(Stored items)
= Beginning of Section =
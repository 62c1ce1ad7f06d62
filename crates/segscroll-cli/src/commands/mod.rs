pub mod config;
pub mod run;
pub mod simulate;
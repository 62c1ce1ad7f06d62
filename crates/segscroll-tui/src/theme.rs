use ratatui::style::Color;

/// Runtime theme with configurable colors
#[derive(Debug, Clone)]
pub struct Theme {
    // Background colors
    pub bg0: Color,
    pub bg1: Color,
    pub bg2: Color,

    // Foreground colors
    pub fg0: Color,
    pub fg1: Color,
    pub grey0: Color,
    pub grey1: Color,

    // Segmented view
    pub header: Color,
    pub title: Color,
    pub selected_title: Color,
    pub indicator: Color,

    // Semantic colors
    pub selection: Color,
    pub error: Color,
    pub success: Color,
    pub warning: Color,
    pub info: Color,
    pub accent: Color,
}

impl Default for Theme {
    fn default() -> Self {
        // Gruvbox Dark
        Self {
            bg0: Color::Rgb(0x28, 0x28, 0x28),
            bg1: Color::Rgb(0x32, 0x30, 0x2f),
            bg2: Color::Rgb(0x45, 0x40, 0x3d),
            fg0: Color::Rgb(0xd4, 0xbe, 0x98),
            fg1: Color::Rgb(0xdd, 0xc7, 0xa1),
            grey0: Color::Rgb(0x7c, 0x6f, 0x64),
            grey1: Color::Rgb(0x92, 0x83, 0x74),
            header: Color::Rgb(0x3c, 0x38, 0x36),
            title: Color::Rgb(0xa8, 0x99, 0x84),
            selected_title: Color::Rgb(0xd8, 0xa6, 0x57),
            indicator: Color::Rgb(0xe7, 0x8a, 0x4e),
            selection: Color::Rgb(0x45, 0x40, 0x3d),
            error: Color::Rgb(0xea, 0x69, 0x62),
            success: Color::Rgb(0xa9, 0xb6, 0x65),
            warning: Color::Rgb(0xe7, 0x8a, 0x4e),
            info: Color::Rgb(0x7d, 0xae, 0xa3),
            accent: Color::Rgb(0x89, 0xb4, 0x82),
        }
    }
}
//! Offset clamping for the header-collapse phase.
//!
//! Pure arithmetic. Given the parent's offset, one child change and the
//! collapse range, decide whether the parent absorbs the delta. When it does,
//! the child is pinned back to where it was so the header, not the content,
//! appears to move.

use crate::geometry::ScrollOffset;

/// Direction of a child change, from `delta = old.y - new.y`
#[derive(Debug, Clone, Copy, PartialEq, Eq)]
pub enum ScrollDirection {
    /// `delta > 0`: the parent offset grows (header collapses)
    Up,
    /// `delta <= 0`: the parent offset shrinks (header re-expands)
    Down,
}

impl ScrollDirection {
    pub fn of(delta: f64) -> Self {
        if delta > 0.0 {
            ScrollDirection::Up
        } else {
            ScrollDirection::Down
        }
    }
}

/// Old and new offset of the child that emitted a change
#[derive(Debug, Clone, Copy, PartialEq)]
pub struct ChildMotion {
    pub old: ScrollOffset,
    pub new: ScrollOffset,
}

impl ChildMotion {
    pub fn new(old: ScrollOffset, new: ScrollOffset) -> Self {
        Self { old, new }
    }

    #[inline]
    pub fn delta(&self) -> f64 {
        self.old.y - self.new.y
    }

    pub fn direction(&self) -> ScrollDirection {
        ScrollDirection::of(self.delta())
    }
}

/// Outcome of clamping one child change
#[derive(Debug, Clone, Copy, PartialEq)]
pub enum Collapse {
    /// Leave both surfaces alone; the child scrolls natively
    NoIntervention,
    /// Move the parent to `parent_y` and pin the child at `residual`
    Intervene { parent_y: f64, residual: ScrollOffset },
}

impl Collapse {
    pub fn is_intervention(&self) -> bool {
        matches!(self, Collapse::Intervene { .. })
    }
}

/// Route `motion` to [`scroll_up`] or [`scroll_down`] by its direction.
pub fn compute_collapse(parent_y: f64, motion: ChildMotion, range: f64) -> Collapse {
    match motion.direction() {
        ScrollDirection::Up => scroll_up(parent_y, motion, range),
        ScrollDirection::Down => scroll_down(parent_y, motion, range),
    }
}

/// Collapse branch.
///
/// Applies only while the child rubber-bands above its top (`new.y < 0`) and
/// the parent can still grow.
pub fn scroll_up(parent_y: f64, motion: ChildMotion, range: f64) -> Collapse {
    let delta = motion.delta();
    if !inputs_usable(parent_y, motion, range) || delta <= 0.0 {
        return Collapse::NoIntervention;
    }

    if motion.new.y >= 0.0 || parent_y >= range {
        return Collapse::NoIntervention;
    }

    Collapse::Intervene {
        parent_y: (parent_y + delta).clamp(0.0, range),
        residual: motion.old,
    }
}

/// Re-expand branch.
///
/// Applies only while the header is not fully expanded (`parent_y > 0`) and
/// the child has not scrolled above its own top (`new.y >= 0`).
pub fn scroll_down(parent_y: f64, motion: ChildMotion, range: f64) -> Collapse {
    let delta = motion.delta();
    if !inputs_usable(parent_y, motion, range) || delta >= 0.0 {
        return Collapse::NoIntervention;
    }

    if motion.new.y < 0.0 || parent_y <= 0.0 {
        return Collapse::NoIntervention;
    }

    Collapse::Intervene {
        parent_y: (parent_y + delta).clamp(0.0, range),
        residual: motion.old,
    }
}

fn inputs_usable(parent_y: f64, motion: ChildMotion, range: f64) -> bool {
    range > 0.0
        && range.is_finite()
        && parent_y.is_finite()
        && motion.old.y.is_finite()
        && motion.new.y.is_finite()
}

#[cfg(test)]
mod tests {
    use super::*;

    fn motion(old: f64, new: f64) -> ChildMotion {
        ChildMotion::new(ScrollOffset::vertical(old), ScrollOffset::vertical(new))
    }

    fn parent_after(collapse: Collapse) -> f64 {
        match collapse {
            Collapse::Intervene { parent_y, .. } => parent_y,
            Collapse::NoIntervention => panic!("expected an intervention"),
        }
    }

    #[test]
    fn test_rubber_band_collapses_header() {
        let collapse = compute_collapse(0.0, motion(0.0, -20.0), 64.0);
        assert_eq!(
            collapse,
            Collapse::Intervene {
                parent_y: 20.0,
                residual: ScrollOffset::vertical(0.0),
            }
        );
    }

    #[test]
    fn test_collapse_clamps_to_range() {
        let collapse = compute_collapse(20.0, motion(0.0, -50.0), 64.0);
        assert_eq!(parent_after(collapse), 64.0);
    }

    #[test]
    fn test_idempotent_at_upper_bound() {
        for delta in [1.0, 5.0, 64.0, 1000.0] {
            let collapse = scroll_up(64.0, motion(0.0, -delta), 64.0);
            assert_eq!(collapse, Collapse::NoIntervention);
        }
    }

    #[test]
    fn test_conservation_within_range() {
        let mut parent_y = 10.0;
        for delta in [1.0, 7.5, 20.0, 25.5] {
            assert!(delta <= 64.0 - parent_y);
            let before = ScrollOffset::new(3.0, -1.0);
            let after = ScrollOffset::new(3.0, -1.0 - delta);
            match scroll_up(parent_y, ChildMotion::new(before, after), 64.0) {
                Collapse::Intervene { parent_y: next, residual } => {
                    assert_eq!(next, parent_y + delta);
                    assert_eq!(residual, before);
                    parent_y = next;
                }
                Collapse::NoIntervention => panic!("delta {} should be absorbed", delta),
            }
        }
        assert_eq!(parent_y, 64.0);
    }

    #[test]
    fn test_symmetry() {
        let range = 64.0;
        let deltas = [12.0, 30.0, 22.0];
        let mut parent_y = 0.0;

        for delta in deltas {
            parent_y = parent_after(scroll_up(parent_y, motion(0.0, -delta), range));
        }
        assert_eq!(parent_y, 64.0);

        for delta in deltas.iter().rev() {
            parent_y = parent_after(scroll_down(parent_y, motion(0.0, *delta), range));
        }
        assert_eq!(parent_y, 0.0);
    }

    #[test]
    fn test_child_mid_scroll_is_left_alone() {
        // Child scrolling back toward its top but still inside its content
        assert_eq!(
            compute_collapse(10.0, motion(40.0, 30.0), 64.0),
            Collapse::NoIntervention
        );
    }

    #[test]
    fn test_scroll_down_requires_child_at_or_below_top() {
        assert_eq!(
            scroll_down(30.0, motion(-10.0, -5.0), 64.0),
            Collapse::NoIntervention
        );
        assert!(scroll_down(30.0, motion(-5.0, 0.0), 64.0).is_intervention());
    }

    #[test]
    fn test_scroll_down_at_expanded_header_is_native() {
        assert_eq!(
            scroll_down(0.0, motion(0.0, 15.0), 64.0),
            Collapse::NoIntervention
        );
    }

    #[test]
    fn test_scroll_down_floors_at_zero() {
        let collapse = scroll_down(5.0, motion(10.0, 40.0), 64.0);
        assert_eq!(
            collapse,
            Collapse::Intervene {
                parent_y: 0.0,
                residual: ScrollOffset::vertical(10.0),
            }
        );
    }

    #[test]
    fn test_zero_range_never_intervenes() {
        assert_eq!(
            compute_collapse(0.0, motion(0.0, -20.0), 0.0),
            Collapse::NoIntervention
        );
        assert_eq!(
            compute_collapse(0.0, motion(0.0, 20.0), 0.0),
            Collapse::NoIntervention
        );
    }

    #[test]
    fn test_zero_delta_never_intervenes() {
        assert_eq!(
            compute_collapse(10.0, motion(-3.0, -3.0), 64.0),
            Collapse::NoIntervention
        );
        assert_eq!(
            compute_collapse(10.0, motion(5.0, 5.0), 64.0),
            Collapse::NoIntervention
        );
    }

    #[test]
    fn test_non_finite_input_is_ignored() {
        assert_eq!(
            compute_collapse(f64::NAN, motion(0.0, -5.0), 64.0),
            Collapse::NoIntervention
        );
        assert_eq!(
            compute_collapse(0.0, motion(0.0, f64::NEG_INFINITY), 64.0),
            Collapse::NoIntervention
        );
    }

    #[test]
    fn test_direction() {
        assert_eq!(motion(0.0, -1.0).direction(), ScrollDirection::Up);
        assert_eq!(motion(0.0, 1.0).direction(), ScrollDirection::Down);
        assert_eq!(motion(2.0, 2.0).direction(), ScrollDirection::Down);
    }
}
= End of Section =
## WHAT IS BEING ASKED
Work out how many lines in the records above contain the word "crates", and give only that number.

## ANSWER SECTION
2